Prosta, ponadczasowa, elegancka, minimalistyczna, a przy tym funkcjonalna. To swoiste DNA marki, która jest spójna, a jej projekty nie boją się upływającego czasu. Nie inaczej będzie również w tym sezonie.
Kolekcja polskiej marki MAKO została uchwycona w obiektywie Borysa Synaka, który zdecydował się na czarno-białą sesję. Proste, ale niezwykle efektowne i stylowe zdjęcia są spójne z filozofią brendu, który ceni jakość, elegancję oraz ponadczasową klasykę.
W sezonie letnim prym wiodły plecione kosze, które były najgorętszym trendem minionego lata, teraz zyskały nieco więcej elegancji, a także są rozwiązaniem bardziej praktycznym na kapryśną jesienno-zimową pogodę. Wykonane zostały bowiem ze skóry, która zyskała ciekawą fakturę plecionek. Oprócz tego, w kolekcji znalazły się również nerki typu cross-body, hobo-bags, torebki do ręki i na ramię. Mocnym akcentem kolekcji są niewątpliwie buty. Ponadczasowe modele o wysokiej jakości wykonania. Na szczególną uwagę zasługuje model Ash Fringed Boots, który zyskał charakterystyczne frędzle. Te dodają mu kowbojskiego sznytu, a jednocześnie wciąż pozostają w duchu streetwearu.

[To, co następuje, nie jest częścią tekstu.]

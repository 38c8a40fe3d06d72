use std::ops::ControlFlow;
use std::path::{Path, PathBuf};

use anyhow::Context as _;
use clap::{Args, Parser, Subcommand};

#[derive(Parser, Debug)]
#[command(name = "glyphfx", version)]
struct Cli {
    /// Log at debug level.
    #[arg(short, long, global = true)]
    verbose: bool,

    #[command(subcommand)]
    cmd: Command,
}

#[derive(Subcommand, Debug)]
enum Command {
    /// Render a single frame as a PNG.
    Frame(FrameArgs),
    /// Write a single frame as an SVG document.
    Svg(SvgArgs),
    /// Export the animation as a looping GIF.
    Export(ExportArgs),
}

#[derive(Args, Debug)]
struct SourceArgs {
    /// Project JSON. Other source flags override its fields.
    #[arg(long)]
    project: Option<PathBuf>,

    /// Text to render.
    #[arg(long)]
    text: Option<String>,

    /// TrueType/OpenType font file.
    #[arg(long)]
    font: Option<PathBuf>,

    /// Draw hairline outlines instead of filled glyphs.
    #[arg(long)]
    wireframe: bool,

    /// Em size in scene units.
    #[arg(long)]
    font_size: Option<f64>,
}

#[derive(Args, Debug)]
struct SizeArgs {
    /// Output width in pixels.
    #[arg(long)]
    width: Option<u32>,

    /// Output height in pixels.
    #[arg(long)]
    height: Option<u32>,
}

#[derive(Parser, Debug)]
struct FrameArgs {
    #[command(flatten)]
    source: SourceArgs,

    #[command(flatten)]
    size: SizeArgs,

    /// Animation time in seconds.
    #[arg(long, default_value_t = 0.0)]
    time: f64,

    /// Output PNG path.
    #[arg(long)]
    out: PathBuf,
}

#[derive(Parser, Debug)]
struct SvgArgs {
    #[command(flatten)]
    source: SourceArgs,

    #[command(flatten)]
    size: SizeArgs,

    /// Animation time in seconds.
    #[arg(long, default_value_t = 0.0)]
    time: f64,

    /// Output SVG path.
    #[arg(long)]
    out: PathBuf,
}

#[derive(Parser, Debug)]
struct ExportArgs {
    #[command(flatten)]
    source: SourceArgs,

    #[command(flatten)]
    size: SizeArgs,

    /// Frames per second.
    #[arg(long)]
    fps: Option<f64>,

    /// Animation length in seconds.
    #[arg(long)]
    duration: Option<f64>,

    /// Output GIF path.
    #[arg(long)]
    out: PathBuf,
}

fn main() -> anyhow::Result<()> {
    let cli = Cli::parse();
    let level = if cli.verbose {
        tracing::Level::DEBUG
    } else {
        tracing::Level::INFO
    };
    tracing_subscriber::fmt()
        .with_max_level(level)
        .with_writer(std::io::stderr)
        .init();

    match cli.cmd {
        Command::Frame(args) => cmd_frame(args),
        Command::Svg(args) => cmd_svg(args),
        Command::Export(args) => cmd_export(args),
    }
}

fn load_project(source: &SourceArgs, size: &SizeArgs) -> anyhow::Result<glyphfx::ProjectConfig> {
    let mut cfg = match &source.project {
        Some(path) => glyphfx::ProjectConfig::from_path(path)
            .with_context(|| format!("load project '{}'", path.display()))?,
        None => glyphfx::ProjectConfig::default(),
    };
    if let Some(text) = &source.text {
        cfg.text = text.clone();
    }
    if let Some(font) = &source.font {
        cfg.font = Some(font.clone());
    }
    if source.wireframe {
        cfg.wireframe = true;
    }
    if let Some(font_size) = source.font_size {
        cfg.font_size = font_size;
    }
    if let Some(width) = size.width {
        cfg.export.width = width;
    }
    if let Some(height) = size.height {
        cfg.export.height = height;
    }
    Ok(cfg)
}

fn load_font(cfg: &glyphfx::ProjectConfig) -> anyhow::Result<glyphfx::TtfOutlineProvider> {
    let path = cfg
        .font
        .as_deref()
        .context("no font given (use --font or set \"font\" in the project)")?;
    glyphfx::TtfOutlineProvider::from_path(path)
        .with_context(|| format!("load font '{}'", path.display()))
}

fn render_at(
    cfg: &glyphfx::ProjectConfig,
    provider: &glyphfx::TtfOutlineProvider,
    time: f64,
) -> anyhow::Result<glyphfx::Frame> {
    let effects = glyphfx::resolve_effects(&cfg.effects, &cfg.animations, time);
    let frame = glyphfx::render_frame(
        &cfg.text,
        provider,
        cfg.wireframe,
        &effects,
        &cfg.render_opts(),
    )?;
    Ok(frame)
}

fn background(cfg: &glyphfx::ProjectConfig) -> anyhow::Result<glyphfx::Rgba8> {
    cfg.export
        .background_rgba()
        .with_context(|| format!("invalid background color '{}'", cfg.export.background))
}

fn ensure_parent(out: &Path) -> anyhow::Result<()> {
    if let Some(parent) = out.parent()
        && !parent.as_os_str().is_empty()
    {
        std::fs::create_dir_all(parent)
            .with_context(|| format!("create output dir '{}'", parent.display()))?;
    }
    Ok(())
}

fn cmd_frame(args: FrameArgs) -> anyhow::Result<()> {
    let cfg = load_project(&args.source, &args.size)?;
    let provider = load_font(&cfg)?;
    let frame = render_at(&cfg, &provider, args.time)?;
    let canvas = glyphfx::Canvas::new(cfg.export.width, cfg.export.height)?;
    let pixels = glyphfx::rasterize(&frame, canvas, background(&cfg)?)?;

    ensure_parent(&args.out)?;
    image::save_buffer_with_format(
        &args.out,
        &pixels.data,
        pixels.width,
        pixels.height,
        image::ColorType::Rgba8,
        image::ImageFormat::Png,
    )
    .with_context(|| format!("write png '{}'", args.out.display()))?;

    eprintln!("wrote {}", args.out.display());
    Ok(())
}

fn cmd_svg(args: SvgArgs) -> anyhow::Result<()> {
    let cfg = load_project(&args.source, &args.size)?;
    let provider = load_font(&cfg)?;
    let frame = render_at(&cfg, &provider, args.time)?;
    let canvas = glyphfx::Canvas::new(cfg.export.width, cfg.export.height)?;
    let doc = frame.to_svg_sized(canvas, background(&cfg)?);

    ensure_parent(&args.out)?;
    std::fs::write(&args.out, doc)
        .with_context(|| format!("write svg '{}'", args.out.display()))?;

    eprintln!("wrote {}", args.out.display());
    Ok(())
}

/// Reports progress to stderr in 10% steps.
struct StderrProgress {
    last_decile: u32,
}

impl glyphfx::ExportHost for StderrProgress {
    fn progress(&mut self, fraction: f64) {
        let decile = (fraction * 10.0).floor() as u32;
        if decile > self.last_decile {
            self.last_decile = decile;
            eprintln!("export {:>3}%", decile * 10);
        }
    }

    fn yield_now(&mut self) -> ControlFlow<()> {
        ControlFlow::Continue(())
    }
}

fn cmd_export(args: ExportArgs) -> anyhow::Result<()> {
    let mut cfg = load_project(&args.source, &args.size)?;
    if let Some(fps) = args.fps {
        cfg.export.fps = fps;
    }
    if let Some(duration) = args.duration {
        cfg.export.duration_secs = duration;
    }
    let provider = load_font(&cfg)?;

    let mut host = StderrProgress { last_decile: 0 };
    let bytes = glyphfx::export_animation(
        &cfg.text,
        &provider,
        cfg.wireframe,
        &cfg.effects,
        &cfg.animations,
        &cfg.export_opts(),
        &mut host,
    )?;

    ensure_parent(&args.out)?;
    std::fs::write(&args.out, &bytes)
        .with_context(|| format!("write gif '{}'", args.out.display()))?;

    eprintln!("wrote {} ({} bytes)", args.out.display(), bytes.len());
    Ok(())
}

Jak mówi założycielka marki: „nasze projekty mają służyć wiele sezonów” i tak w rzeczywistości jest. Ponadczasowe modele obdarzone uniwersalną linią niewątpliwie posłużą swoim użytkowniczkom przez wiele lat i na pewno nie prędko wyjdą z mody. Co więcej, marka przyznaje, że to klientki stanowią dla niej największą inspirację. To właśnie dzięki tak ciepłej reakcji na plecione kosze powstała obecna kolekcja torebek. Te zachowały charakterystyczne plecionki z ubiegłego sezonu, a dzięki wykonaniu ich ze skóry sprostają trudnym warunkom atmosferycznym nie tracąc przy tym na stylu.